Should the state be in the business of cheap mortgages?
Should our tax stop funding the arts because not everyone has an interest in the arts? Should it stop funding roads because not everyone drives? Should I not have to pay prsi because I never make a social insurance claim? Stupid question.
I don't believe this is correctThe council get the properties at cost from developers in return for planning permission for wider developments. The majority of people selling an affordable property will pay clawback and the council will make a profit. Where market values fall the council does not make a loss, it simply doesn't make a profit. The council don't buy the houses and sell them at a loss to begin with. I think the exception to this might be the affordable housing initiative only.
Housing is a function of government and is looked after by the department of environment along with our cultural heritage. Get the chip off your shoulder, taxation serves a variety of purposes.
To rent out cheap houses the council would have to purchase them, furnish them, upkeep them,administer them. With affordable housing the purchaser puts up the cash, maintains the property,pays the administration fee and pays the clawback when they move on - and everyone will move on because the properties are mainly smaller than average one or two bed apts.

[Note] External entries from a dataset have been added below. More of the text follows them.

use serde::{Deserialize, Serialize};
use serde_json::{Map, Value};

use super::null_as_default;
use crate::models::{Disposition, SkinElement};

// Current drop (`drop`)

#[derive(Debug, Deserialize, Serialize, Clone, Default)]
#[serde(rename_all = "camelCase", default)]
pub struct CurrentDrop {
    #[serde(deserialize_with = "null_as_default")]
    pub id: String,
    #[serde(deserialize_with = "null_as_default")]
    pub name: String,
    #[serde(deserialize_with = "null_as_default")]
    pub start: String,
    #[serde(deserialize_with = "null_as_default")]
    pub end: String,
    #[serde(deserialize_with = "null_as_default")]
    pub created_at: String,
    #[serde(deserialize_with = "null_as_default")]
    pub updated_at: String,
    #[serde(deserialize_with = "null_as_default")]
    pub packs: Vec<DropPack>,
}

#[derive(Debug, Deserialize, Serialize, Clone, Default)]
#[serde(default)]
pub struct DropPack {
    #[serde(deserialize_with = "null_as_default")]
    pub id: i64,
    #[serde(deserialize_with = "null_as_default")]
    pub name: String,
    // color keys vary per pack
    #[serde(deserialize_with = "null_as_default")]
    pub colors: Vec<Map<String, Value>>,
    #[serde(deserialize_with = "null_as_default")]
    pub price: i64,
    #[serde(deserialize_with = "null_as_default")]
    pub rarity: String,
    #[serde(deserialize_with = "null_as_default")]
    pub currency: String,
    #[serde(rename = "SkinElements", deserialize_with = "null_as_default")]
    pub skin_elements: Vec<DropSkinElement>,
    #[serde(rename = "previewElements", deserialize_with = "null_as_default")]
    pub preview_elements: Vec<PreviewSkinElement>,
    #[serde(deserialize_with = "null_as_default")]
    pub collected: bool,
}

/// Catalog item as listed inside a drop pack
#[derive(Debug, Deserialize, Serialize, Clone, Default)]
#[serde(rename_all = "camelCase", default)]
pub struct DropSkinElement {
    #[serde(deserialize_with = "null_as_default")]
    pub id: String,
    #[serde(deserialize_with = "null_as_default")]
    pub name: String,
    #[serde(rename = "type", deserialize_with = "null_as_default")]
    pub element_type: String,
    #[serde(deserialize_with = "null_as_default")]
    pub access: String,
    #[serde(deserialize_with = "null_as_default")]
    pub rarity: String,
    #[serde(deserialize_with = "null_as_default")]
    pub level: i32,
    #[serde(deserialize_with = "null_as_default")]
    pub currency: String,
    #[serde(deserialize_with = "null_as_default")]
    pub price: i64,
    #[serde(deserialize_with = "null_as_default")]
    pub colors: Vec<Vec<String>>,
    #[serde(deserialize_with = "null_as_default")]
    pub new: bool,
    pub disposition: Option<Disposition>,
    #[serde(deserialize_with = "null_as_default")]
    pub small_pet: bool,
    #[serde(deserialize_with = "null_as_default")]
    pub created_at: String,
    #[serde(deserialize_with = "null_as_default")]
    pub updated_at: String,
    #[serde(rename = "PackSkinElement", deserialize_with = "null_as_default")]
    pub pack_skin_element: PackSkinElementLink,
}

#[derive(Debug, Deserialize, Serialize, Clone, Default)]
#[serde(rename_all = "camelCase", default)]
pub struct PackSkinElementLink {
    #[serde(deserialize_with = "null_as_default")]
    pub created_at: String,
    #[serde(deserialize_with = "null_as_default")]
    pub updated_at: String,
    #[serde(deserialize_with = "null_as_default")]
    pub skin_pack_id: i64,
    #[serde(deserialize_with = "null_as_default")]
    pub skin_element_id: String,
}

#[derive(Debug, Deserialize, Serialize, Clone, Default)]
#[serde(rename_all = "camelCase", default)]
pub struct PreviewSkinElement {
    #[serde(deserialize_with = "null_as_default")]
    pub id: String,
    #[serde(deserialize_with = "null_as_default")]
    pub name: String,
    #[serde(rename = "type", deserialize_with = "null_as_default")]
    pub element_type: String,
    #[serde(deserialize_with = "null_as_default")]
    pub access: String,
    #[serde(deserialize_with = "null_as_default")]
    pub rarity: String,
    #[serde(deserialize_with = "null_as_default")]
    pub level: i32,
    #[serde(deserialize_with = "null_as_default")]
    pub currency: String,
    #[serde(deserialize_with = "null_as_default")]
    pub price: i64,
    #[serde(deserialize_with = "null_as_default")]
    pub new: bool,
    pub disposition: Option<Disposition>,
    pub small_pet: Value,
    #[serde(deserialize_with = "null_as_default")]
    pub created_at: String,
    #[serde(deserialize_with = "null_as_default")]
    pub updated_at: String,
}

// Daily offers (`shop/dailyOffers`)

#[derive(Debug, Deserialize, Serialize, Clone, Default)]
#[serde(default)]
pub struct DailyOfferSet {
    #[serde(deserialize_with = "null_as_default")]
    pub id: i64,
    #[serde(deserialize_with = "null_as_default")]
    pub end: String,
    #[serde(deserialize_with = "null_as_default")]
    pub elements: OfferElements,
}

/// The fixed offer categories of one day
#[derive(Debug, Deserialize, Serialize, Clone, Default)]
#[serde(rename_all = "camelCase", default)]
pub struct OfferElements {
    #[serde(deserialize_with = "null_as_default")]
    pub moons_ultra_high: OfferElement,
    #[serde(deserialize_with = "null_as_default")]
    pub collection_high: OfferElement,
    #[serde(deserialize_with = "null_as_default")]
    pub moons_low: OfferElement,
    #[serde(deserialize_with = "null_as_default")]
    pub coins_low: OfferElement,
    #[serde(deserialize_with = "null_as_default")]
    pub coins_high: OfferElement,
    #[serde(deserialize_with = "null_as_default")]
    pub moons_high: OfferElement,
    #[serde(deserialize_with = "null_as_default")]
    pub moons_medium: OfferElement,
    #[serde(deserialize_with = "null_as_default")]
    pub premium: OfferElement,
    #[serde(deserialize_with = "null_as_default")]
    pub collection_low: OfferElement,
    #[serde(deserialize_with = "null_as_default")]
    pub free: OfferElement,
}

/// A single offer; holds either a skin or a pack
#[derive(Debug, Deserialize, Serialize, Clone, Default)]
#[serde(default)]
pub struct OfferElement {
    #[serde(deserialize_with = "null_as_default")]
    pub category: String,
    #[serde(deserialize_with = "null_as_default")]
    pub moons: i64,
    #[serde(deserialize_with = "null_as_default")]
    pub coins: i64,
    pub pack: Option<OfferPack>,
    pub skin: Option<SkinElement>,
    #[serde(deserialize_with = "null_as_default")]
    pub collected: bool,
}

#[derive(Debug, Deserialize, Serialize, Clone, Default)]
#[serde(default)]
pub struct OfferPack {
    #[serde(deserialize_with = "null_as_default")]
    pub price: i64,
    #[serde(deserialize_with = "null_as_default")]
    pub currency: String,
    #[serde(deserialize_with = "null_as_default")]
    pub id: i64,
    #[serde(deserialize_with = "null_as_default")]
    pub rarity: String,
    #[serde(rename = "SkinElements", deserialize_with = "null_as_default")]
    pub skin_elements: Vec<SkinElement>,
}

// Real-money offers

#[derive(Debug, Deserialize, Serialize, Clone, Default)]
#[serde(rename_all = "camelCase", default)]
pub struct SubscriptionOffer {
    #[serde(deserialize_with = "null_as_default")]
    pub id: String,
    #[serde(deserialize_with = "null_as_default")]
    pub stripe: String,
    #[serde(deserialize_with = "null_as_default")]
    pub price: f64,
    #[serde(deserialize_with = "null_as_default")]
    pub currency: String,
    #[serde(deserialize_with = "null_as_default")]
    pub interval: String,
    #[serde(deserialize_with = "null_as_default")]
    pub interval_count: i32,
    #[serde(skip_serializing_if = "Option::is_none")]
    pub saved_label: Option<i32>,
    #[serde(deserialize_with = "null_as_default")]
    pub badge: String,
    #[serde(deserialize_with = "null_as_default")]
    pub most_popular: bool,
}

#[derive(Debug, Deserialize, Serialize, Clone, Default)]
#[serde(rename_all = "camelCase", default)]
pub struct MoonOffer {
    #[serde(deserialize_with = "null_as_default")]
    pub id: String,
    #[serde(deserialize_with = "null_as_default")]
    pub moons: i64,
    #[serde(deserialize_with = "null_as_default")]
    pub bonus: i64,
    #[serde(deserialize_with = "null_as_default")]
    pub tier: i32,
    #[serde(deserialize_with = "null_as_default")]
    pub discount: f64,
    #[serde(deserialize_with = "null_as_default")]
    pub img: String,
    #[serde(deserialize_with = "null_as_default")]
    pub stripe: String,
    #[serde(deserialize_with = "null_as_default")]
    pub price: f64,
    #[serde(deserialize_with = "null_as_default")]
    pub currency: String,
    #[serde(skip_serializing_if = "Option::is_none")]
    pub id_new_player_discount: Option<String>,
    #[serde(skip_serializing_if = "Option::is_none")]
    pub new_player_discount: Option<f64>,
    #[serde(skip_serializing_if = "Option::is_none")]
    pub tag: Option<String>,
}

The council went against the spirit of affordable housing in accepting some 'swaps'.
Again I'm not sure where you're gettng your facts from. Here is a blog post by Joan Burton from September 2005. Now I'm not saying this is the most accurate peice of information but I gave google 30 seconds and this is the what I found.More importantly the council are probably now reaping the rewards of increases in values on properties that were sold 5 years ago - people are paying their clawback and the council is getting their cash.
This government committed itself to delivering 10,000 affordable houses under the terms of the Sustaining Progress national pay deal. Instead it has delivered only 374!
Given the fact that the Council will shoulder the loss no matter what there seems to be plenty of scope for abuse/exploitation. 2 parties could arrange to sell at a very significent loss to the original valuation so that the Coucil losses all their share.
That isn't the case in this thread but is the obvious end point.
Im selling Affordable home - Lower than the Valuation
In fact once the seller is making zero profit they have absolutely no incentive to accept any price above their mortgage. If it was me I'd sell at the cost of my mortgage just to reduce my selling fees (estate agents still charge a % of sales price).
I think the council send someone out to agree with the valuation when someone agree's to buy the property. .
I do know 2 people selling their affordable properties from 5 years ago. They made good profit on them themselves and have also paid substantial clawback to the council.
This can hardly be condoned either, can it? If the state is providing housing that's one thing, but for the state to be providing windfalls to people - that surely is wrong. If the state gives somebody a house, is it legitimate that those people can sell the house for a profit?
Apologies - I thought we were debating the council providing housing, not investments. My mistake.If I buy an affordable property for 300k I am entitled to make a profit on that 300k investment.
On what basis to you make this allegation?You are clearly incapable of a reasonable discussion
On the contrary, I am attempting to understand it by taking the position of devils advocate. I have many friends who have benefited from the scheme and I am delighted for them. However I always find a worthwhile position can withstand honest argument, and if it cannot then we must re-examine it.and are just someone who chooses to bash the process without the remotest desire to understand it.
Frankly that is offensive, and I would suggest that perhaps getting hot under the collar is not the way to counter my arguments above. Hysteria has no place in lively debate. Concentrate on attacking the argument, not the person making it.Unfortunately it's people like you who spread public misconceptions about worthwhile council initiatives. You have no real interest other than to bash it. Waste of time.